Speaking a news conference in Helsinki, Sanna Marin insisted she had never used illegal drugs.

"I have today taken a drug test and the results will come within a week. Never in my life have I used drugs," the married mother-of-one told the media.

Ms Marin added that her ability to perform her duties was unimpaired during the night in question, apparently a few weeks ago, and that she would have left the party had she been required to work.

It comes as a newly-released video reportedly showed her dancing closely with a Finnish pop star in a nightclub at a separate event about a fortnight ago.

Previous social media clips showed Ms Marin, who at 36 is among the world's youngest leaders, playing to the camera and dancing with friends.

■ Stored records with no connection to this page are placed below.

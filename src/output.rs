use std::path::{Path, PathBuf};

use chrono::{DateTime, Local};
use tokio::fs;

use crate::record::Diamond;
use crate::Result;

/// `<dir>/<timestamp>.csv`, named after the moment the collection finished.
pub fn output_path(dir: &Path, finished_at: DateTime<Local>) -> PathBuf {
    dir.join(format!("{}.csv", finished_at.format("%Y-%m-%d %H:%M:%S%.6f")))
}

/// Serializes the diamonds as CSV, header row first.
pub fn to_csv(diamonds: &[Diamond]) -> Result<Vec<u8>> {
    let mut writer = csv::Writer::from_writer(Vec::new());
    for diamond in diamonds {
        writer.serialize(diamond)?;
    }
    writer.into_inner().map_err(|e| e.into_error().into())
}

pub async fn write_csv(path: &Path, diamonds: &[Diamond]) -> Result<()> {
    let bytes = to_csv(diamonds)?;
    fs::write(path, bytes).await?;
    Ok(())
}

/// Writes a finished run into `dir`. An empty run leaves no file behind and returns
/// `None`.
pub async fn write_results(
    dir: &Path,
    finished_at: DateTime<Local>,
    diamonds: &[Diamond],
) -> Result<Option<PathBuf>> {
    if diamonds.is_empty() {
        return Ok(None);
    }
    let path = output_path(dir, finished_at);
    write_csv(&path, diamonds).await?;
    Ok(Some(path))
}

#[cfg(test)]
mod tests {
    use chrono::TimeZone;

    use super::*;
    use crate::record::{normalize, tests::raw_diamond};

    #[test]
    fn file_is_named_by_timestamp() {
        let at = Local.with_ymd_and_hms(2026, 10, 18, 9, 5, 7).unwrap();

        let path = output_path(Path::new("out"), at);

        assert_eq!(path, Path::new("out").join("2026-10-18 09:05:07.000000.csv"));
    }

    #[test]
    fn csv_has_header_and_one_row_per_diamond() {
        let diamonds = vec![
            normalize(&raw_diamond("A1", 1234)).unwrap(),
            normalize(&raw_diamond("A2", 1500)).unwrap(),
        ];

        let csv = String::from_utf8(to_csv(&diamonds).unwrap()).unwrap();
        let lines: Vec<_> = csv.lines().collect();

        assert_eq!(
            lines[0],
            "carat,clarity,color,culet,cut,date,depth,fluorescence,id,lxwRatio,polish,price,shapeName,symmetry,table"
        );
        assert_eq!(lines.len(), 3);
        assert_eq!(
            lines[1],
            "1.01,VS1,G,None,Ideal,Oct 18,61.9,Faint,A1,1.01,Excellent,1234,Round,Very Good,57.0"
        );
    }

    #[tokio::test]
    async fn writes_file_to_disk() {
        let dir = tempfile::tempdir().unwrap();
        let path = dir.path().join("run.csv");

        write_csv(&path, &[normalize(&raw_diamond("A1", 99)).unwrap()])
            .await
            .unwrap();

        let written = std::fs::read_to_string(&path).unwrap();
        assert!(written.ends_with("Very Good,57.0\n"));
    }

    #[tokio::test]
    async fn empty_run_writes_nothing() {
        let dir = tempfile::tempdir().unwrap();

        let written = write_results(dir.path(), Local::now(), &[]).await.unwrap();

        assert_eq!(written, None);
        assert_eq!(std::fs::read_dir(dir.path()).unwrap().count(), 0);
    }

    #[tokio::test]
    async fn results_land_under_the_timestamp_name() {
        let dir = tempfile::tempdir().unwrap();
        let at = Local.with_ymd_and_hms(2026, 10, 18, 12, 0, 0).unwrap();

        let written = write_results(dir.path(), at, &[normalize(&raw_diamond("A1", 99)).unwrap()])
            .await
            .unwrap();

        assert_eq!(written, Some(output_path(dir.path(), at)));
        assert_eq!(std::fs::read_dir(dir.path()).unwrap().count(), 1);
    }
}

One of the people in the videos is believed to shout out a slang term for cocaine, according to Finnish site Iltalehti.

A video showed six people dancing and mimicking a song in front of a camera, including Ms Marin.

Later, she is seen on her knees on what seems to be the dance floor with her arms behind her head dancing while singing.

She has previously been quoted as saying she had nothing to hide, she did not see any drug use at the party, and that the videos were meant to be shared just among her group.

The party is said to have taken place at private flats and several Finnish media personalities appeared in the clips.

"I'm disappointed that they've become public. I spent the evening with friends. Partied, pretty wild, yes. Danced and sang," Finland broadcaster YLE quoted her as saying.

"I have not used drugs myself, or anything other than alcohol. I've danced, sung and partied and done perfectly legal things," Ms Marin added, according to the Hufvudstadsbladet newspaper.

Many people in the country have expressed support for the young leader for combining a private life with her high-profile career.

But critics have pointed out that Finland, which has a 832-mile-long land border with Russia, currently faces issues related to the Ukraine invasion, including high electricity prices.

The country recently asked to join NATO after it dropped its neutral stance.

And newspaper Helsingin Sanomat said the party episode raised questions about her judgement.

"Marin may have acted in good faith, but this gullible she should not be," the paper wrote in an editorial.

"The prime minister can, in a sensitive situation, put the weapons of information warfare in the hands of those who would like to hurt Finland," the newspaper said.